Requirement = Below are the entries; return every line among them that holds the word "Unimplemented".

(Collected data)
⟨
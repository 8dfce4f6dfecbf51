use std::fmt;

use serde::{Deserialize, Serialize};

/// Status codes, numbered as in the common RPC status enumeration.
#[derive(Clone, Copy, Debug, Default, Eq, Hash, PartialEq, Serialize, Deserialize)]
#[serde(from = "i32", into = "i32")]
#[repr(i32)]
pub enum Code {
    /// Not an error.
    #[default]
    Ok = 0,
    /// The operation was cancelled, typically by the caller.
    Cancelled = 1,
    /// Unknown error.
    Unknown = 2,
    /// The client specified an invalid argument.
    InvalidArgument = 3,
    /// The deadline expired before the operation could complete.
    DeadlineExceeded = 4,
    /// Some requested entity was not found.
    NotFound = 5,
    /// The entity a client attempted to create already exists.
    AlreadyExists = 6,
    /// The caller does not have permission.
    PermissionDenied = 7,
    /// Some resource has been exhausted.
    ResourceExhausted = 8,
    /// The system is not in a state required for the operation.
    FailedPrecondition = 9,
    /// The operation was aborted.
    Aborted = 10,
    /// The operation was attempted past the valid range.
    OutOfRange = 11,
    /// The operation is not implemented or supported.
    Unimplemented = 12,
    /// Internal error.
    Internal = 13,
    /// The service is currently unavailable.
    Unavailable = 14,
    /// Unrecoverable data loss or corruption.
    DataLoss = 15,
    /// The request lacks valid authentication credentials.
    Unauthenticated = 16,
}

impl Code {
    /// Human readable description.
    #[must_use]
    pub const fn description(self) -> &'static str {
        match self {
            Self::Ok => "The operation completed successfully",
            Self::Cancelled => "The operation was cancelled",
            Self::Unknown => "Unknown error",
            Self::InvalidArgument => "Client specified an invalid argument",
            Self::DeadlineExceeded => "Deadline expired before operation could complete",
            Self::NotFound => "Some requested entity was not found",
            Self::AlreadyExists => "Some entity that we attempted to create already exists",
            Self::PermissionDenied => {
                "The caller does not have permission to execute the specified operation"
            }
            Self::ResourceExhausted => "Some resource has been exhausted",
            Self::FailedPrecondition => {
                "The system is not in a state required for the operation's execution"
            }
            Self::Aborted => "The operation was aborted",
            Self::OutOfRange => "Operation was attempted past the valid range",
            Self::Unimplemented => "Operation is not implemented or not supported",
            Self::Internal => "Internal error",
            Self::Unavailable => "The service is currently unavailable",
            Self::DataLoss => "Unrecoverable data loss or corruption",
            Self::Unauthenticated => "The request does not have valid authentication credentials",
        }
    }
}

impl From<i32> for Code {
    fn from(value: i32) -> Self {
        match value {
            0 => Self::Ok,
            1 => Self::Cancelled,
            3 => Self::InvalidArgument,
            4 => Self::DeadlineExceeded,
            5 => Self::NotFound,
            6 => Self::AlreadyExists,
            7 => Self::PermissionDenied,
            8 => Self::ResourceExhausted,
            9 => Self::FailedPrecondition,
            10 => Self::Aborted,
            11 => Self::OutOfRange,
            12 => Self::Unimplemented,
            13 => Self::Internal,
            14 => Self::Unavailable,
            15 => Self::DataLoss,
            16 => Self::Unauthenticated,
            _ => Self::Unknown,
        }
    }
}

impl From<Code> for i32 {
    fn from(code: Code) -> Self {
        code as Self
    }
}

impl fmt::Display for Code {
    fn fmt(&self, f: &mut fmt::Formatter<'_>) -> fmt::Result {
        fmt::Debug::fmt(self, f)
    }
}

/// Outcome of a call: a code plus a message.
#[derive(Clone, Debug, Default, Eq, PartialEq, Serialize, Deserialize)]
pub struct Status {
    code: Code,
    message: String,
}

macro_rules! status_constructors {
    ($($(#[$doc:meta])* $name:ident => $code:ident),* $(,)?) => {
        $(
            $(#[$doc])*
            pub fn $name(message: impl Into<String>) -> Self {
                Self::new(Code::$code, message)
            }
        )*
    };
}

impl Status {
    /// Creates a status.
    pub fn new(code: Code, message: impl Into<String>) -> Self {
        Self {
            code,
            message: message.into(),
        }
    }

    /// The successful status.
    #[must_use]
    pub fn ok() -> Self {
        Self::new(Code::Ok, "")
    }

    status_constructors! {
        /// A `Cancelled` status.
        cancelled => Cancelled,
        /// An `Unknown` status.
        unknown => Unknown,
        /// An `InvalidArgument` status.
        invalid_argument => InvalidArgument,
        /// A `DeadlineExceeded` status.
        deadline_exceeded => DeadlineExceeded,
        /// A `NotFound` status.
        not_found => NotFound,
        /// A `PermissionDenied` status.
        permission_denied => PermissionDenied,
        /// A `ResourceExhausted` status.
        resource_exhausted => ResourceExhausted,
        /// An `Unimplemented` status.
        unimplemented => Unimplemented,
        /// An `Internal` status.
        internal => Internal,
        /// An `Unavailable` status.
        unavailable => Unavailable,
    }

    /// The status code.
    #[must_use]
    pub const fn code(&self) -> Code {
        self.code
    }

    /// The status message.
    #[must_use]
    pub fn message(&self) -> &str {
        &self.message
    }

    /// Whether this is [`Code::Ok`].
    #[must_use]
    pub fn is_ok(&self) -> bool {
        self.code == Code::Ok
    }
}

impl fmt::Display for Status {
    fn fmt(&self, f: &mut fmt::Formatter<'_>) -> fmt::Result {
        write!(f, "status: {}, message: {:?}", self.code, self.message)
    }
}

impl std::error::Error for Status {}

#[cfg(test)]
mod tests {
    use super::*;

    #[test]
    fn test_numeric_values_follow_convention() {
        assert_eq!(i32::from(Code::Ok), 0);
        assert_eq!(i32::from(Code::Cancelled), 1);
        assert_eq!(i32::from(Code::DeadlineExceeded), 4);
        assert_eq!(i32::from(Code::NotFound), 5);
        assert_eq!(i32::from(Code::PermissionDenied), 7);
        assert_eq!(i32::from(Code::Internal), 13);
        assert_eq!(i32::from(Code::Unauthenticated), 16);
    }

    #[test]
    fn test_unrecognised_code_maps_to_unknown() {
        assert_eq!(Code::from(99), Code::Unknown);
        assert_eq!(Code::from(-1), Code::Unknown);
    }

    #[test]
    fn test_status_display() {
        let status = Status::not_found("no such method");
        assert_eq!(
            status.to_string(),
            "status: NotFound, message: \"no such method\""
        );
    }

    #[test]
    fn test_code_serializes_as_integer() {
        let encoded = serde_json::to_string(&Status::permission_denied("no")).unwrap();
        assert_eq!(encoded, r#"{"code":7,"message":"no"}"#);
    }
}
⟩
Solution for this problem =
    Unimplemented = 12,
            Self::Unimplemented => "Operation is not implemented or not supported",
            12 => Self::Unimplemented,
        /// An `Unimplemented` status.
        unimplemented => Unimplemented,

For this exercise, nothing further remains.